The god-headed men left her standing alone in the room with the mutilated corpse, looking down on her work. Youssef tried to breathe silently although he was sure she could hear his heart thudding in his chest. She turned her head and he pulled himself close to the wall, holding his breath but then he heard her step towards his hiding place and he panicked. Youssef ran down the long hallway away from the mummy room, fleeing the horrific scene as her laughter followed him like a curse.


Oxford, England. 9.43am

“You’re not well enough to leave,” the nurse scowled, holding the discharge papers just out of reach. “You need to rest.”

Dr Morgan Sierra smiled, attempting to move the conversation on as fast as possible.

“The doctor signed off on it, and I’m feeling much better. Really.”

Morgan felt that the nurse could see right through her as she tried to veil the pain in her eyes, but she was determined to get out of the hospital today. ARKANE Director Marietti had secured her a fast release when they had received news of the events at the Museum in Cairo and she wanted to get started on the investigation. The nurse nodded.

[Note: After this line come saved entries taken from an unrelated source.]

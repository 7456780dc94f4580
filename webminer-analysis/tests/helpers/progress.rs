//! Recording progress sink with scripted cancellation

use std::sync::atomic::{AtomicBool, AtomicUsize, Ordering};
use std::sync::Mutex;
use webminer_analysis::ProgressSink;

/// Records sub-tasks and steps; cancels once `cancel_after` steps are done
#[derive(Debug, Default)]
pub struct RecordingProgress {
    cancel_after: Option<usize>,
    advances: AtomicUsize,
    complete: AtomicBool,
    sub_tasks: Mutex<Vec<(usize, String)>>,
}

impl RecordingProgress {
    pub fn new() -> Self {
        Self::default()
    }

    pub fn cancel_after(steps: usize) -> Self {
        Self {
            cancel_after: Some(steps),
            ..Self::default()
        }
    }

    pub fn advances(&self) -> usize {
        self.advances.load(Ordering::SeqCst)
    }

    pub fn is_complete(&self) -> bool {
        self.complete.load(Ordering::SeqCst)
    }

    pub fn sub_tasks(&self) -> Vec<(usize, String)> {
        self.sub_tasks.lock().unwrap().clone()
    }
}

impl ProgressSink for RecordingProgress {
    fn start_sub_task(&self, total: usize, label: &str) {
        self.sub_tasks.lock().unwrap().push((total, label.to_string()));
    }

    fn advance(&self) {
        self.advances.fetch_add(1, Ordering::SeqCst);
    }

    fn is_cancelled(&self) -> bool {
        self.cancel_after
            .map_or(false, |steps| self.advances() >= steps)
    }

    fn mark_complete(&self) {
        self.complete.store(true, Ordering::SeqCst);
    }
}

“Then I’ll put some extra dressings in your bag with the painkillers because you need to take care of that wound. You’re not superhuman, you know.”

Morgan felt the throbbing in the half-healed knife slash on her left side. She’d had worse injuries though and carried old scars from her life in the Israeli military. The memory of previous pain enabled her to endure what she was feeling now, and yet this throbbing went deeper. The man who had stabbed her had been transformed by a demonic curse and she still felt somehow tainted by his evil.